Stare Decisis Effect of Torres
In addition to the fact that conditions attached to court-to-court appeal have always been held jurisdictional, and the fact that this statute’s predecessor was held to be so, we have considered, and found to be jurisdictional, a statute presenting precisely what is at issue here: a provision governing court-to-court appeals which made particular content a required element of a document that the statute said was necessary for jurisdiction; and which did that in a separate section that “excluded the jurisdictional terms,” ante, at 145, 181 L. Ed. 2d, at 633. That case flatly contradicts today’s holding.
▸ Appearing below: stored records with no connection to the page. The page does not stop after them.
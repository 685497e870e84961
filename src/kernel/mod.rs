pub mod action;
pub mod agent;
pub mod policy;
pub mod reactor;
pub mod scheduler;
pub mod telemetry;
pub mod time;
use serde::{Deserialize, Serialize};
use std::fmt;
use std::ops::{Index, IndexMut};

use crate::error::CoreError;

pub const NUM_RESOURCES: usize = 5;

pub type SampleId = i32;

/// One of the five molecule types.
#[derive(Debug, Clone, Copy, PartialEq, Eq, PartialOrd, Ord, Hash, Serialize, Deserialize)]
pub enum ResourceKind {
    A,
    B,
    C,
    D,
    E,
}

impl ResourceKind {
    /// Fixed scan order used whenever the policy looks for a missing molecule.
    pub const ALL: [ResourceKind; NUM_RESOURCES] = [
        ResourceKind::A,
        ResourceKind::B,
        ResourceKind::C,
        ResourceKind::D,
        ResourceKind::E,
    ];

    pub fn index(self) -> usize {
        self as usize
    }

    pub fn symbol(self) -> &'static str {
        match self {
            ResourceKind::A => "A",
            ResourceKind::B => "B",
            ResourceKind::C => "C",
            ResourceKind::D => "D",
            ResourceKind::E => "E",
        }
    }

    pub fn from_symbol(token: &str) -> Result<Self, CoreError> {
        match token {
            "A" => Ok(ResourceKind::A),
            "B" => Ok(ResourceKind::B),
            "C" => Ok(ResourceKind::C),
            "D" => Ok(ResourceKind::D),
            "E" => Ok(ResourceKind::E),
            other => Err(CoreError::malformed("resource", other)),
        }
    }
}

impl fmt::Display for ResourceKind {
    fn fmt(&self, f: &mut fmt::Formatter<'_>) -> fmt::Result {
        f.write_str(self.symbol())
    }
}

/// The four places an agent can stand.
#[derive(Debug, Clone, Copy, PartialEq, Eq, Hash, Serialize, Deserialize)]
pub enum Location {
    Start,
    /// Where samples are picked up from the shared pool.
    Diagnosis,
    /// Where molecules are requested one at a time.
    Molecules,
    /// Where affordable samples are turned in.
    Laboratory,
}

impl Location {
    pub fn token(self) -> &'static str {
        match self {
            Location::Start => "START_POS",
            Location::Diagnosis => "DIAGNOSIS",
            Location::Molecules => "MOLECULES",
            Location::Laboratory => "LABORATORY",
        }
    }

    pub fn from_token(token: &str) -> Result<Self, CoreError> {
        match token {
            "START_POS" => Ok(Location::Start),
            "DIAGNOSIS" => Ok(Location::Diagnosis),
            "MOLECULES" => Ok(Location::Molecules),
            "LABORATORY" => Ok(Location::Laboratory),
            other => Err(CoreError::malformed("location", other)),
        }
    }
}

impl fmt::Display for Location {
    fn fmt(&self, f: &mut fmt::Formatter<'_>) -> fmt::Result {
        f.write_str(self.token())
    }
}

/// Who currently holds a sample.
#[derive(Debug, Clone, Copy, PartialEq, Eq, Hash, Serialize, Deserialize)]
pub enum Ownership {
    Mine,
    Opponent,
    /// Still in the shared pool, free to take.
    Shared,
}

impl Ownership {
    pub fn code(self) -> i8 {
        match self {
            Ownership::Mine => 0,
            Ownership::Opponent => 1,
            Ownership::Shared => -1,
        }
    }

    pub fn from_code(code: i8) -> Result<Self, CoreError> {
        match code {
            0 => Ok(Ownership::Mine),
            1 => Ok(Ownership::Opponent),
            -1 => Ok(Ownership::Shared),
            other => Err(CoreError::malformed("owner", other.to_string())),
        }
    }
}

/// Per-molecule counts, indexed by [`ResourceKind`].
#[derive(Debug, Clone, Copy, Default, PartialEq, Eq, Hash, Serialize, Deserialize)]
pub struct ResourceVector(pub [u32; NUM_RESOURCES]);

impl ResourceVector {
    /// Summed in `u64` so arbitrary wire counts cannot overflow.
    pub fn total(&self) -> u64 {
        self.0.iter().map(|&n| u64::from(n)).sum()
    }
}

impl From<[u32; NUM_RESOURCES]> for ResourceVector {
    fn from(counts: [u32; NUM_RESOURCES]) -> Self {
        Self(counts)
    }
}

impl Index<ResourceKind> for ResourceVector {
    type Output = u32;

    fn index(&self, kind: ResourceKind) -> &u32 {
        &self.0[kind.index()]
    }
}

impl IndexMut<ResourceKind> for ResourceVector {
    fn index_mut(&mut self, kind: ResourceKind) -> &mut u32 {
        &mut self.0[kind.index()]
    }
}

/// A task-like sample: pay its molecule cost at the laboratory to earn health.
#[derive(Debug, Clone, PartialEq, Eq, Serialize, Deserialize)]
pub struct Sample {
    pub id: SampleId,
    pub ownership: Ownership,
    pub rank: i32,
    /// Molecule expertise granted on delivery; `None` while undiagnosed.
    pub expertise_gain: Option<ResourceKind>,
    pub health: i32,
    pub cost: ResourceVector,
}

impl Sample {
    pub fn total_cost(&self) -> u64 {
        self.cost.total()
    }
}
In Torres v. Oakland Scavenger Co., 487 U.S. 312, 108 S. Ct. 2405, 101 L. Ed. 2d 285, we dealt with Rule 3(c)(1) of the F ederal Rules of Appellate Procedure. Rule 3(a) of those Rules makes a notice of appeal necessary to appellate jurisdiction—just as § 2253(c)(1) makes a certificate of appealability necessary. And Rule 3(c)(1), which, like § 2253(c)(3), does not contain jurisdictional language, says what the requisite notice of appeal must contain—just as § 2253(c)(3) says what the requisite certificate of appealability must contain:
“The notice of appeal must:
*645“(A) specify the party or parties taking the appeal by naming each one in the caption or body of the notice . . . ;
“(B) designate the judgment, order, or part thereof being appealed; and
“(C) name the court to which the appeal is taken.”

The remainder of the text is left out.